Ocean pollution from microplastics could be higher than estimated

Microplastic pollution in the ocean may be worse than previously thought.

Microplastic pollution is one of the environmental issues threatening our ecosystems, and it is gaining popularity among the general public. The Mediterranean, in particular, is one of the regions of the globe with the greatest concentration of plastics.

Because of the high population and marine dynamics in the area, the floating pollutants are stuck in the basin, with little opportunity of escaping into the Atlantic Ocean, this sea has pollution levels equivalent to the vast patch of marine debris in the Pacific Ocean.

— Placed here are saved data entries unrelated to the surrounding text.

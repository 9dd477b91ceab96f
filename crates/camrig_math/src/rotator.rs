//! Euler rotation in degrees

use crate::{Quat, Vec3};
use std::ops::{Add, Mul, Sub};

/// Pitch/yaw/roll rotation in degrees.
///
/// Pitch turns about Y (positive looks up toward +Z), yaw about Z (positive
/// turns +X toward +Y), roll about X. Applied roll first, then pitch, then yaw.
#[derive(Clone, Copy, Debug, Default, PartialEq)]
pub struct Rotator {
    pub pitch: f32,
    pub yaw: f32,
    pub roll: f32,
}

impl Rotator {
    pub const ZERO: Rotator = Rotator {
        pitch: 0.0,
        yaw: 0.0,
        roll: 0.0,
    };

    pub const fn new(pitch: f32, yaw: f32, roll: f32) -> Self {
        Self { pitch, yaw, roll }
    }

    /// Rotation that turns +X onto `direction`, with zero roll
    pub fn from_direction(direction: Vec3) -> Self {
        let yaw = direction.y.atan2(direction.x).to_degrees();
        let pitch = direction.z.atan2(direction.length_2d()).to_degrees();
        Self::new(pitch, yaw, 0.0)
    }

    /// Map any angle into `(-180, 180]`
    pub fn normalize_axis(angle: f32) -> f32 {
        let wrapped = angle.rem_euclid(360.0);
        if wrapped > 180.0 {
            wrapped - 360.0
        } else {
            wrapped
        }
    }

    /// Copy with every axis mapped into `(-180, 180]`
    pub fn normalized(&self) -> Self {
        Self::new(
            Self::normalize_axis(self.pitch),
            Self::normalize_axis(self.yaw),
            Self::normalize_axis(self.roll),
        )
    }

    /// Axis-wise comparison modulo 360
    pub fn equals(&self, other: Rotator, tolerance: f32) -> bool {
        let d = (*self - other).normalized();
        d.pitch.abs() <= tolerance && d.yaw.abs() <= tolerance && d.roll.abs() <= tolerance
    }

    pub fn to_quat(&self) -> Quat {
        Quat::from_rotator(*self)
    }

    /// Unit vector along the rotated +X axis
    pub fn direction(&self) -> Vec3 {
        let (sp, cp) = self.pitch.to_radians().sin_cos();
        let (sy, cy) = self.yaw.to_radians().sin_cos();
        Vec3::new(cp * cy, cp * sy, sp)
    }

    pub fn rotate_vector(&self, v: Vec3) -> Vec3 {
        self.to_quat().rotate_vec3(v)
    }

    /// Rotation equivalent to applying `first`, then `second`
    pub fn compose(first: Rotator, second: Rotator) -> Rotator {
        (second.to_quat() * first.to_quat()).to_rotator()
    }

    /// Component-wise linear interpolation of the raw angles
    pub fn lerp(&self, other: Rotator, t: f32) -> Rotator {
        *self + (other - *self) * t
    }

    /// Shortest-arc interpolation through quaternions
    pub fn slerp(&self, other: Rotator, t: f32) -> Rotator {
        self.to_quat().slerp(other.to_quat(), t).to_rotator()
    }

    /// Turn toward `target` along the shortest arc by the fraction `dt * speed`
    /// of what is left, without the gimbal lock of per-axis interpolation.
    ///
    /// A fraction at or below zero keeps `self`; at or above one returns
    /// `target` exactly.
    pub fn interp_to(&self, target: Rotator, dt: f32, speed: f32) -> Rotator {
        let alpha = dt * speed;
        if !(alpha > 0.0) {
            *self
        } else if alpha >= 1.0 {
            target
        } else {
            self.slerp(target, alpha)
        }
    }

    pub fn is_finite(&self) -> bool {
        self.pitch.is_finite() && self.yaw.is_finite() && self.roll.is_finite()
    }
}

impl Add for Rotator {
    type Output = Rotator;

    fn add(self, rhs: Rotator) -> Rotator {
        Rotator::new(self.pitch + rhs.pitch, self.yaw + rhs.yaw, self.roll + rhs.roll)
    }
}

impl Sub for Rotator {
    type Output = Rotator;

    fn sub(self, rhs: Rotator) -> Rotator {
        Rotator::new(self.pitch - rhs.pitch, self.yaw - rhs.yaw, self.roll - rhs.roll)
    }
}

impl Mul<f32> for Rotator {
    type Output = Rotator;

    fn mul(self, rhs: f32) -> Rotator {
        Rotator::new(self.pitch * rhs, self.yaw * rhs, self.roll * rhs)
    }
}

Because the scientific discipline that examines this subject is relatively new and its methodologies are constantly evolving, defining the best relevant phrases and approaches to identify them is difficult. “Plastic materials are numerous and diverse, with unique properties that make it difficult to develop a standard framework for analyzing them all in the same way. Furthermore, additions like colors and retardants add to the complexity “Laura Simón, a researcher at the Autonomous University of Barcelona’s Institute of Environmental Science and Technology, adds (ICTA-UAB).

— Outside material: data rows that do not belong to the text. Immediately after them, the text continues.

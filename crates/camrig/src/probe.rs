//! Obstacle probe port
//!
//! The tracer asks "does a sphere swept from the target to the camera hit
//! anything?" through [`ObstacleProbe`]. Hosts plug their physics engine in;
//! [`SphereField`] is an analytic implementation over static spheres.

use crate::scene::NodeId;
use camrig_math::Vec3;
use serde::{Deserialize, Serialize};
use smallvec::SmallVec;

/// Bit set of trace channels an obstacle blocks or a probe runs on
#[derive(Clone, Copy, Debug, PartialEq, Eq, Hash, Serialize, Deserialize)]
#[serde(transparent)]
pub struct TraceChannel(pub u32);

impl TraceChannel {
    /// Blocks sight lines
    pub const VISIBILITY: TraceChannel = TraceChannel(1);
    /// Blocks cameras only
    pub const CAMERA: TraceChannel = TraceChannel(2);
    pub const ALL: TraceChannel = TraceChannel(u32::MAX);
    pub const NONE: TraceChannel = TraceChannel(0);

    /// Game-defined channel `n` (0..30), above the built-in ones
    pub const fn custom(n: u32) -> TraceChannel {
        TraceChannel(1 << (2 + n % 30))
    }

    pub const fn intersects(self, other: TraceChannel) -> bool {
        self.0 & other.0 != 0
    }
}

impl Default for TraceChannel {
    fn default() -> Self {
        Self::VISIBILITY
    }
}

impl std::ops::BitOr for TraceChannel {
    type Output = TraceChannel;

    fn bitor(self, rhs: TraceChannel) -> TraceChannel {
        TraceChannel(self.0 | rhs.0)
    }
}

/// Nodes a probe must pass through
pub type IgnoreSet = SmallVec<[NodeId; 4]>;

/// A single swept-sphere query
#[derive(Clone, Debug)]
pub struct ProbeRequest<'a> {
    /// Sweep start in world space
    pub from: Vec3,
    /// Sweep end in world space
    pub to: Vec3,
    pub radius: f32,
    pub channel: TraceChannel,
    pub ignore: &'a [NodeId],
}

impl ProbeRequest<'_> {
    pub fn is_ignored(&self, node: NodeId) -> bool {
        self.ignore.contains(&node)
    }
}

/// First blocking hit of a probe
#[derive(Clone, Copy, Debug, PartialEq)]
pub struct ProbeHit {
    /// Centre of the swept sphere at the moment of contact, world space
    pub location: Vec3,
    /// Distance travelled from `from` to `location`
    pub distance: f32,
    /// Node owning the obstacle, if any
    pub node: Option<NodeId>,
}

/// Synchronous obstacle query service
pub trait ObstacleProbe {
    /// Sweep a sphere along the request and return the first blocking hit
    fn probe(&self, request: &ProbeRequest<'_>) -> Option<ProbeHit>;
}

impl<P: ObstacleProbe + ?Sized> ObstacleProbe for &P {
    fn probe(&self, request: &ProbeRequest<'_>) -> Option<ProbeHit> {
        (**self).probe(request)
    }
}

/// Probe that never hits anything
#[derive(Clone, Copy, Debug, Default)]
pub struct NoObstacles;

impl ObstacleProbe for NoObstacles {
    fn probe(&self, _request: &ProbeRequest<'_>) -> Option<ProbeHit> {
        None
    }
}

/// Static spherical obstacle
#[derive(Clone, Debug)]
pub struct SphereObstacle {
    pub center: Vec3,
    pub radius: f32,
    /// Channels this obstacle blocks
    pub channels: TraceChannel,
    /// Owning node, matched against the ignore set
    pub node: Option<NodeId>,
}

impl SphereObstacle {
    pub fn new(center: Vec3, radius: f32) -> Self {
        Self {
            center,
            radius,
            channels: TraceChannel::VISIBILITY,
            node: None,
        }
    }

    pub fn with_channels(mut self, channels: TraceChannel) -> Self {
        self.channels = channels;
        self
    }

    pub fn with_node(mut self, node: NodeId) -> Self {
        self.node = Some(node);
        self
    }

    /// Fraction of the sweep `from + t * (to - from)` at which a sphere of
    /// `radius` first touches this obstacle, if it does within `[0, 1]`
    fn time_of_impact(&self, from: Vec3, to: Vec3, radius: f32) -> Option<f32> {
        let reach = self.radius + radius;
        let offset = from - self.center;
        let c = offset.length_squared() - reach * reach;

        // Already overlapping at the start
        if c <= 0.0 {
            return Some(0.0);
        }

        let d = to - from;
        let a = d.length_squared();
        if a <= f32::EPSILON {
            return None;
        }

        let b = offset.dot(d);
        if b >= 0.0 {
            return None;
        }

        let disc = b * b - a * c;
        if disc < 0.0 {
            return None;
        }

        let t = (-b - disc.sqrt()) / a;
        (0.0..=1.0).contains(&t).then_some(t)
    }
}

/// Analytic probe over a set of static spheres
#[derive(Clone, Debug, Default)]
pub struct SphereField {
    obstacles: Vec<SphereObstacle>,
}

impl SphereField {
    pub fn new() -> Self {
        Self::default()
    }

    pub fn add(&mut self, obstacle: SphereObstacle) -> usize {
        self.obstacles.push(obstacle);
        self.obstacles.len() - 1
    }

    pub fn with(mut self, obstacle: SphereObstacle) -> Self {
        self.obstacles.push(obstacle);
        self
    }

    pub fn obstacles(&self) -> &[SphereObstacle] {
        &self.obstacles
    }

    pub fn obstacles_mut(&mut self) -> &mut [SphereObstacle] {
        &mut self.obstacles
    }

    pub fn clear(&mut self) {
        self.obstacles.clear();
    }
}

impl ObstacleProbe for SphereField {
    fn probe(&self, request: &ProbeRequest<'_>) -> Option<ProbeHit> {
        let sweep = request.to - request.from;

        self.obstacles
            .iter()
            .filter(|o| o.channels.intersects(request.channel))
            .filter(|o| o.node.map_or(true, |n| !request.is_ignored(n)))
            .filter_map(|o| {
                o.time_of_impact(request.from, request.to, request.radius)
                    .map(|t| (t, o))
            })
            .min_by(|a, b| a.0.total_cmp(&b.0))
            .map(|(t, o)| ProbeHit {
                location: request.from + sweep * t,
                distance: sweep.length() * t,
                node: o.node,
            })
    }
}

The expert is the lead author of a paper published in the scientific journal Environmental Pollution that shows how the wide range of scientific tools and procedures utilized in the study of microplastic contamination of seas and oceans restricts existing knowledge of this major environmental issue.

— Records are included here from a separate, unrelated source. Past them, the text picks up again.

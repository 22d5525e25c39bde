use super::opml::{parse_opml_content, OpmlError, OpmlFeed};

/// A parsed blogroll: an OPML document listing recommended feeds.
#[derive(Debug, Clone, PartialEq)]
pub struct Blogroll {
    /// Where the document was fetched from.
    pub url: String,
    /// Every feed outline in document order, duplicates included.
    pub feeds: Vec<OpmlFeed>,
}

impl Blogroll {
    pub fn new(url: impl Into<String>, feeds: Vec<OpmlFeed>) -> Self {
        Self {
            url: url.into(),
            feeds,
        }
    }

    pub fn from_opml(url: impl Into<String>, content: &str) -> Result<Self, OpmlError> {
        Ok(Self::new(url, parse_opml_content(content)?))
    }

    pub fn feed_urls(&self) -> impl Iterator<Item = &str> {
        self.feeds.iter().map(|f| f.xml_url.as_str())
    }
}

/// A resolved feed. The blogroll link is fixed at resolution time and never retried.
#[derive(Debug, Clone, PartialEq)]
pub struct FeedRef {
    pub url: String,
    pub title: Option<String>,
    pub blogroll: Option<Blogroll>,
}

impl FeedRef {
    /// A feed that advertises no blogroll.
    pub fn leaf(url: impl Into<String>) -> Self {
        Self {
            url: url.into(),
            title: None,
            blogroll: None,
        }
    }

    pub fn with_blogroll(url: impl Into<String>, blogroll: Blogroll) -> Self {
        Self {
            url: url.into(),
            title: None,
            blogroll: Some(blogroll),
        }
    }
}
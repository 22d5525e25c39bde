//! Subscribing feeds on a Google Reader compatible service (FreshRSS, Miniflux, ...).
use secrecy::{ExposeSecret, SecretString};
use std::time::Duration;
use thiserror::Error;

const REQUEST_TIMEOUT: Duration = Duration::from_secs(20);

#[derive(Debug, Error)]
pub enum SubscribeError {
    #[error("Request timed out after 20s")]
    Timeout,
    #[error("Network error: {0}")]
    Network(#[from] reqwest::Error),
    #[error("HTTP error: status {0}")]
    HttpStatus(u16),
    #[error("Invalid endpoint URL: {0}")]
    InvalidEndpoint(#[from] url::ParseError),
    #[error("Insecure endpoint: HTTPS required (except localhost for testing)")]
    InsecureEndpoint,
}

/// Client for the `subscription/edit` endpoint of a Google Reader API.
pub struct GReaderClient {
    client: reqwest::Client,
    endpoint: url::Url,
    api_key: SecretString,
}

impl std::fmt::Debug for GReaderClient {
    fn fmt(&self, f: &mut std::fmt::Formatter<'_>) -> std::fmt::Result {
        f.debug_struct("GReaderClient")
            .field("endpoint", &self.endpoint.as_str())
            .field("api_key", &"[REDACTED]")
            .finish()
    }
}

impl GReaderClient {
    /// SEC-002: The API key travels in a header, so the endpoint must be HTTPS.
    /// Plain HTTP is accepted only for localhost/127.0.0.1.
    pub fn new(
        client: reqwest::Client,
        endpoint: &str,
        api_key: SecretString,
    ) -> Result<Self, SubscribeError> {
        let endpoint = url::Url::parse(endpoint)?;

        if endpoint.scheme() != "https" {
            let is_localhost = endpoint.scheme() == "http"
                && matches!(endpoint.host_str(), Some("localhost" | "127.0.0.1"));
            if !is_localhost {
                tracing::error!(endpoint = %endpoint, "Rejecting non-HTTPS subscription endpoint");
                return Err(SubscribeError::InsecureEndpoint);
            }
            tracing::warn!(endpoint = %endpoint, "Using non-HTTPS subscription endpoint (localhost only)");
        }

        Ok(Self {
            client,
            endpoint,
            api_key,
        })
    }

    /// Subscribes `feed_url` under the label `category`.
    ///
    /// Sends `ac=subscribe`, `s=feed/<url>`, `a=user/-/label/<category>` as a
    /// form body. Any non-2xx response is an error; nothing is retried, and
    /// whether a duplicate subscription is harmless is up to the server.
    pub async fn subscribe(&self, feed_url: &str, category: &str) -> Result<(), SubscribeError> {
        let stream = format!("feed/{feed_url}");
        let label = format!("user/-/label/{category}");
        let form = [
            ("ac", "subscribe"),
            ("s", stream.as_str()),
            ("a", label.as_str()),
        ];

        let request = self
            .client
            .post(self.endpoint.clone())
            .header(
                reqwest::header::AUTHORIZATION,
                format!("Bearer auth={}", self.api_key.expose_secret()),
            )
            .form(&form);

        let response = tokio::time::timeout(REQUEST_TIMEOUT, request.send())
            .await
            .map_err(|_| SubscribeError::Timeout)?
            .map_err(SubscribeError::Network)?;

        if !response.status().is_success() {
            tracing::warn!(
                feed = %feed_url,
                status = response.status().as_u16(),
                "Subscription rejected"
            );
            return Err(SubscribeError::HttpStatus(response.status().as_u16()));
        }

        tracing::info!(feed = %feed_url, category = %category, "Subscribed");
        Ok(())
    }
}
//! Depth-bounded blogroll traversal.
//!
//! Starting from a root blogroll, every listed feed is scored with
//! `1 / (depth + 1)`. The first time a feed URL is scored, its own blogroll
//! is walked one level deeper; later references only add to the score. A
//! blogroll already walked in this traversal (the root included) is not
//! walked again, even when reached through a different feed.
//!
//! The walk runs on an explicit stack of frames rather than recursion, so
//! adversarial graphs cannot exhaust the call stack. Visitation order is the
//! same as a depth-first recursive walk: a feed's whole subtree is finished
//! before the next sibling feed is scored.

mod scores;

pub use scores::{FeedScores, RankedFeed, Visit};

use crate::feed::{Blogroll, BlogrollLoadError, FeedRef};
use std::collections::{HashMap, HashSet};

/// Resolves feed URLs to [`FeedRef`]s, loading any blogroll they advertise.
///
/// [`crate::feed::HttpSource`] is the network implementation. Failing to
/// find a blogroll is not an error; failing to load one that was found is.
#[allow(async_fn_in_trait)]
pub trait BlogrollSource {
    async fn resolve_feed(&self, feed_url: &str) -> Result<FeedRef, BlogrollLoadError>;
}

/// A visited blogroll and the depth it was reached at (root = 0).
#[derive(Debug, Clone, PartialEq)]
pub struct BlogrollNode {
    pub depth: usize,
    pub blogroll: Blogroll,
}

/// Every blogroll visited by one traversal, root first, in visitation order.
///
/// A blogroll reached at the depth limit is recorded but not expanded, so it
/// can appear again at a shallower depth if another path leads to it.
#[derive(Debug, Clone, Default, PartialEq)]
pub struct BlogrollTree {
    nodes: Vec<BlogrollNode>,
    /// Title each scored feed declared when it was resolved.
    titles: HashMap<String, String>,
}

impl BlogrollTree {
    pub fn len(&self) -> usize {
        self.nodes.len()
    }

    pub fn is_empty(&self) -> bool {
        self.nodes.is_empty()
    }

    pub fn nodes(&self) -> &[BlogrollNode] {
        &self.nodes
    }

    pub fn urls(&self) -> impl Iterator<Item = &str> {
        self.nodes.iter().map(|n| n.blogroll.url.as_str())
    }

    /// Title the feed at `url` declared itself, if it was resolved and had one.
    pub fn feed_title(&self, url: &str) -> Option<&str> {
        self.titles.get(url).map(String::as_str)
    }
}
//! Utility functions shared by the fetch layers.
//!
//! - **URL policy**: SSRF-focused validation applied before every outbound request
//! - **URL helpers**: origin derivation and relative reference resolution
//! - **Text**: control-character stripping for feed titles that reach the terminal

mod text;
mod url_policy;

pub use text::clean_title;
pub use url_policy::{origin_of, resolve_url, validate_url, UrlPolicy, UrlValidationError};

These are the findings of a review of studies that looked at the occurrence of these chemicals on beaches and in the Mediterranean Sea’s water, both at the surface and in the water column, as well as in marine sediments. Their findings reveal that microplastic levels in the Mediterranean are likely higher than previously thought, but the methods utilized prevented them from being measured.

A large number of particles are not collected.

According to the report, laboratory sample procedures are extremely varied, “and while this has permitted great advancement in this scientific discipline, it has also meant that many of the data gathered thus far cannot be compared.” The researchers are aware that this has an impact on the scientific community’s present understanding of the problem.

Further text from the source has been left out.